Travelex itself continues to grapple with the hack, which saw the company’s systems encrypted by high-profile ransomware group Sodinokibi.
The foreign exchange company, which has been forced to take all of its global websites offline in response to the incident, is reportedly being asked by the group to pay $6m (£4.6m) to regain access its systems.
Bank impact of Travelex hack raises concerns over “new international economic order”
The fact that the Travelex hack has had such a marked impact on other financial institutions has led to concerns about increased digitalisation of the financial system.
In particular, experts have drawn attention to the fact that individual institutions are increasingly reliant on each other to function effectively, putting larger parts of the financial system at risk in the event of cybersecurity incidents.
“The bottom line is we are getting into a more fragile world, and we need to beef it up now,” said Sam Curry, chief security officer at Cybereason.

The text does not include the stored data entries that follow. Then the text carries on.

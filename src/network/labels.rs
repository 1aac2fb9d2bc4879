/// How many labels the network view aims to show.
#[derive(Clone, Copy, Debug, PartialEq)]
pub struct LabelDensity {
    pub base_labels: usize,
    /// Fraction of `base_labels` kept even when almost every node is hidden.
    pub min_ratio: f64,
}

impl Default for LabelDensity {
    fn default() -> Self {
        Self {
            base_labels: 15,
            min_ratio: 0.2,
        }
    }
}

impl LabelDensity {
    pub fn adapted_count(&self, visible: usize, total: usize) -> usize {
        if total == 0 {
            return 0;
        }
        let visible_share = visible.min(total) as f64 / total as f64;
        let ratio = self.min_ratio + (1.0 - self.min_ratio) * visible_share;
        (self.base_labels as f64 * ratio).floor() as usize
    }

    /// Importance a visible node must strictly exceed to get a label.
    pub fn threshold<I>(&self, visible_importance: I, total: usize) -> f64
    where
        I: IntoIterator<Item = f64>,
    {
        let mut ranked = visible_importance.into_iter().collect::<Vec<_>>();
        if total == 0 {
            return f64::INFINITY;
        }

        ranked.sort_by(|a, b| b.total_cmp(a));
        let wanted = self.adapted_count(ranked.len(), total);
        ranked.get(wanted).copied().unwrap_or(0.0)
    }
}
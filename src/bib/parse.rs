use std::collections::BTreeMap;

use anyhow::{Context, Result, anyhow};
use serde_json::Value;

pub(super) type RawFields = BTreeMap<String, String>;

/// Accepts a bare JSON object or one wrapped in a script assignment such as
/// `const entries = { ... };`.
pub(super) fn parse_entry_map(raw: &str) -> Result<BTreeMap<String, RawFields>> {
    let start = raw
        .find('{')
        .ok_or_else(|| anyhow!("entry data contains no JSON object"))?;
    let end = raw
        .rfind('}')
        .filter(|&end| end > start)
        .ok_or_else(|| anyhow!("entry data has an unterminated JSON object"))?;

    let parsed: Value =
        serde_json::from_str(&raw[start..=end]).context("invalid JSON in entry data")?;
    let object = parsed
        .as_object()
        .ok_or_else(|| anyhow!("unexpected JSON type for entry map"))?;

    let mut entries = BTreeMap::new();
    for (id, value) in object {
        let Some(fields) = value.as_object() else {
            tracing::warn!(entry = %id, "skipping entry that is not a JSON object");
            continue;
        };

        let mut raw_fields = RawFields::new();
        for (field, field_value) in fields {
            let text = match field_value {
                Value::String(text) => text.clone(),
                Value::Number(number) => number.to_string(),
                Value::Bool(flag) => flag.to_string(),
                _ => continue,
            };
            raw_fields.insert(field.to_ascii_lowercase(), text);
        }
        entries.insert(id.clone(), raw_fields);
    }

    Ok(entries)
}

fn dedup_in_order(values: impl Iterator<Item = String>) -> Vec<String> {
    let mut out: Vec<String> = Vec::new();
    for value in values {
        if !value.is_empty() && !out.contains(&value) {
            out.push(value);
        }
    }
    out
}

pub(super) fn split_keywords(raw: &str) -> Vec<String> {
    dedup_in_order(raw.split(',').map(|keyword| keyword.trim().to_owned()))
}

pub(super) fn split_authors(raw: &str) -> Vec<String> {
    dedup_in_order(
        raw.split(" and ")
            .map(|author| author.split_whitespace().collect::<Vec<_>>().join(" ")),
    )
}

“Overall, the inability of some of the world’s largest banks to service its customers with online currency highlights the degree of interconnectivity and dependence in the new international economic order.
“Would anyone have flagged Travelex before the ransomware incident as critical infrastructure? Maybe. Maybe not. In the end, the ripple effects of even a delay in service with this one company are spreading. Globalised economies become increasingly interdependent with multiple points of failure progressively over time.”
Curry argues that the financial system needs to look at the issue collectively in order to prevent future knock-on effects.
“The lesson is that it’s not just about you and your obvious supply chain. Anti-fragility and resilience are critically important to us collectively. There are lessons here no doubt that will emerge about how to handle an incident or how not to. Time will tell,” he said.
“But there are also lessons for us to look at collectively. With less distance than ever before between any two points in the connected world, the potential for even relatively small players to cause cascade failures needs to be understood and better modeled. The extent of the pain from Travelex with other companies and customers has yet to be seen and won’t until the dust settles.”